*** Opening Task inputs ***
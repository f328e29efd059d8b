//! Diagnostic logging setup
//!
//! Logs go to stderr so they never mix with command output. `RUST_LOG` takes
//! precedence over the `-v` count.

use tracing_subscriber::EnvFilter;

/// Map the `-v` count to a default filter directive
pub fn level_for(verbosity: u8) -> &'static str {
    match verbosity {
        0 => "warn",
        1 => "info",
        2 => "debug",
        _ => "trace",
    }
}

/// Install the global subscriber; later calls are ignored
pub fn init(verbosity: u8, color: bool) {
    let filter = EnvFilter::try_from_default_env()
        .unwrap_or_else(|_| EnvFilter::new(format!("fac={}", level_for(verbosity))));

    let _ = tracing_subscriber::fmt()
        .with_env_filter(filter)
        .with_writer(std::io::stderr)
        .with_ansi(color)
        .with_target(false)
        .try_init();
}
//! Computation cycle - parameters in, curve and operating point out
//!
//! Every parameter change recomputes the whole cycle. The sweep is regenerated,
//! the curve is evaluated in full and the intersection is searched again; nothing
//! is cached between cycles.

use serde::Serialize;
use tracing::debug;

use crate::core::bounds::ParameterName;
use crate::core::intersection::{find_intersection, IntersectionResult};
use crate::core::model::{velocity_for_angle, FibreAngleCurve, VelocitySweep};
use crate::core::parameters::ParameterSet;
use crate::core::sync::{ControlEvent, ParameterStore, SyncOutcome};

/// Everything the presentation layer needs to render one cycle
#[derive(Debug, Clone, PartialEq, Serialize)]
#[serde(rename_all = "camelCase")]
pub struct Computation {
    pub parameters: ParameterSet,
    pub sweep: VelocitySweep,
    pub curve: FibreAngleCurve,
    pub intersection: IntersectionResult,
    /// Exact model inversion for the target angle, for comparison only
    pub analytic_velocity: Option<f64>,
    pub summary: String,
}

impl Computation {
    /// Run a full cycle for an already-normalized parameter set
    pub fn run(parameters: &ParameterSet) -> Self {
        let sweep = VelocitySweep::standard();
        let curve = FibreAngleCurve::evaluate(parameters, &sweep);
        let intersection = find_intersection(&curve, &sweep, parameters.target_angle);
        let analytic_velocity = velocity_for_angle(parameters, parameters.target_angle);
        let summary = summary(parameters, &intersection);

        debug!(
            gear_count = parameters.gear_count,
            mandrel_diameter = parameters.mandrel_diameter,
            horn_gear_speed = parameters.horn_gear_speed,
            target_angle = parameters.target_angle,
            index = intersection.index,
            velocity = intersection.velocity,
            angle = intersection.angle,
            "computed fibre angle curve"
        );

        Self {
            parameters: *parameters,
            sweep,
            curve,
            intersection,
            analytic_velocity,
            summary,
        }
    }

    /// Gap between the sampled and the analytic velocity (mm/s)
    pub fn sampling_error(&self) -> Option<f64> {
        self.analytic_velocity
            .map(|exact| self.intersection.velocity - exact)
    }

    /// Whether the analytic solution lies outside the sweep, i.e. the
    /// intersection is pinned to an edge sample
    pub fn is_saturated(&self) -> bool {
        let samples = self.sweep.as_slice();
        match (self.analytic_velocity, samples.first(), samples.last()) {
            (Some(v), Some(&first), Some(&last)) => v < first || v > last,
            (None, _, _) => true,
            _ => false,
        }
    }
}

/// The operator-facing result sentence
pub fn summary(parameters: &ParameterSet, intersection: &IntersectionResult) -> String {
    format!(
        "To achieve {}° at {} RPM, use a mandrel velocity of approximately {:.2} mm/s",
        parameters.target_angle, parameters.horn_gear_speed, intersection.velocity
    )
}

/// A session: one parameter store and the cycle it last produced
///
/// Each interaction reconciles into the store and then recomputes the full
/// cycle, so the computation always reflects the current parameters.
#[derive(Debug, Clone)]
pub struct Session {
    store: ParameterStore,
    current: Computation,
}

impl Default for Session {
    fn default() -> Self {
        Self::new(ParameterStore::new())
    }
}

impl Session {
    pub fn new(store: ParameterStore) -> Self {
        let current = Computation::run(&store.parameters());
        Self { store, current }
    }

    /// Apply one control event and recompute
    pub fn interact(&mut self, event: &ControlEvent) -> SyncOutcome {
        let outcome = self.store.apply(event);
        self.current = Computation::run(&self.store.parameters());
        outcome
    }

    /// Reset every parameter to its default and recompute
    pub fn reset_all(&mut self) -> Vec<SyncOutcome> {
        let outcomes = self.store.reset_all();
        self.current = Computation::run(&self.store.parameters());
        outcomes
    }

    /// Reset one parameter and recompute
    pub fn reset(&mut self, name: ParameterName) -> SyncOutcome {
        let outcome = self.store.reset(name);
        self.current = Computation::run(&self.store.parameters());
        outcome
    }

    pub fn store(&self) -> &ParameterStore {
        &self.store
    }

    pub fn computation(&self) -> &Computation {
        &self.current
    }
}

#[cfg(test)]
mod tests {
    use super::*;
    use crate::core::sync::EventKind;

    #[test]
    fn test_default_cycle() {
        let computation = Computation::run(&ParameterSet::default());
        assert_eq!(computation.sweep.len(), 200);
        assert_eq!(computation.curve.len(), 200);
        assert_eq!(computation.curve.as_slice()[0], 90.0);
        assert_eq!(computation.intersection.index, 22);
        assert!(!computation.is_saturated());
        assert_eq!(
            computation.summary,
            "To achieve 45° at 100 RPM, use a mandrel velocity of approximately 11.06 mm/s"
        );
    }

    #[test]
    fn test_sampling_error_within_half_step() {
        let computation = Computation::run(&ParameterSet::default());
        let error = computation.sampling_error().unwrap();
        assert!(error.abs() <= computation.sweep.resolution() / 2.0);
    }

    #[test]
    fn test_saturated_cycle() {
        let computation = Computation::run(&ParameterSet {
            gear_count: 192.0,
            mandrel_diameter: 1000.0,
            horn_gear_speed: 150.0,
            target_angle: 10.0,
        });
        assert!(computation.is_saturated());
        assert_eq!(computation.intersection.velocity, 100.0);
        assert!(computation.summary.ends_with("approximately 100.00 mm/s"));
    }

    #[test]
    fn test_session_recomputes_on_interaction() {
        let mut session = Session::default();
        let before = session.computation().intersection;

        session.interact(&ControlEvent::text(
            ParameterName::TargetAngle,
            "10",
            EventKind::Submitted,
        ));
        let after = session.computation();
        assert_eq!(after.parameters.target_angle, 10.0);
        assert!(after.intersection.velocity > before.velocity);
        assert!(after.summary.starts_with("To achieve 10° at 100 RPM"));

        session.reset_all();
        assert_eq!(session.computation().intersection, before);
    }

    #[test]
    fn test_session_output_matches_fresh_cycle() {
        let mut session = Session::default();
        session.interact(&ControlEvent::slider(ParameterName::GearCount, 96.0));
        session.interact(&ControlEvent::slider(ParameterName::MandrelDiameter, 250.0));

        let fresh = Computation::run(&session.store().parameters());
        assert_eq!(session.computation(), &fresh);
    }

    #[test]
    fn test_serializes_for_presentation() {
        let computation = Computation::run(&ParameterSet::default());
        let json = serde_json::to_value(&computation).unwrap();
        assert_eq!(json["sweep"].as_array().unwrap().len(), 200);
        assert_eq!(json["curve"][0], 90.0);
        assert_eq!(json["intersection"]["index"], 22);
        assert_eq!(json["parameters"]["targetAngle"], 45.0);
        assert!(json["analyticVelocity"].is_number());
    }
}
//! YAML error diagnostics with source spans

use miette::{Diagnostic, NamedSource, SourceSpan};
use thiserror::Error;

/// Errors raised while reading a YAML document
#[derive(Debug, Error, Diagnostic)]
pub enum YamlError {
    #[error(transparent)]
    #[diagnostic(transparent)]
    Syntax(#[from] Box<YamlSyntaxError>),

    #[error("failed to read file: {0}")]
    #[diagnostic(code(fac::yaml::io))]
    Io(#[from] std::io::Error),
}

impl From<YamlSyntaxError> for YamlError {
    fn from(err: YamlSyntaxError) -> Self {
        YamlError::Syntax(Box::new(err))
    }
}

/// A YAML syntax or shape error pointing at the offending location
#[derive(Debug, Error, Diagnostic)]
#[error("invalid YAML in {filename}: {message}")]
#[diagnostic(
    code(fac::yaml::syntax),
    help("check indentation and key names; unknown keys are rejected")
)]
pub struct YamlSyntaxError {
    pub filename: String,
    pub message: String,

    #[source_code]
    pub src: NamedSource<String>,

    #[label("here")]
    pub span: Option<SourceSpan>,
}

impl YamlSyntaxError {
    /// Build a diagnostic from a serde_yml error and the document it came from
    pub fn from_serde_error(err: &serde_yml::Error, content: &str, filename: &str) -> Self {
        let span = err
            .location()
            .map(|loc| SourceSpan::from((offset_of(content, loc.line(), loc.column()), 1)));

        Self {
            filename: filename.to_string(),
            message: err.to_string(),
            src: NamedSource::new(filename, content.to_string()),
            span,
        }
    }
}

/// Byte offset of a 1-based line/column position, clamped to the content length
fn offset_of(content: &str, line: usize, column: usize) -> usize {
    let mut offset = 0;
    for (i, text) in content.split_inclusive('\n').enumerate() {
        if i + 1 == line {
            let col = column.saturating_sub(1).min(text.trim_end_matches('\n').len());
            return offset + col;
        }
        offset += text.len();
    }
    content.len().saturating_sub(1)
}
*** Closing Task inputs ***
● **Problem to work on**:
The answer should be one number, the count of lines in this material that include the word "column".

● **Response area**:
4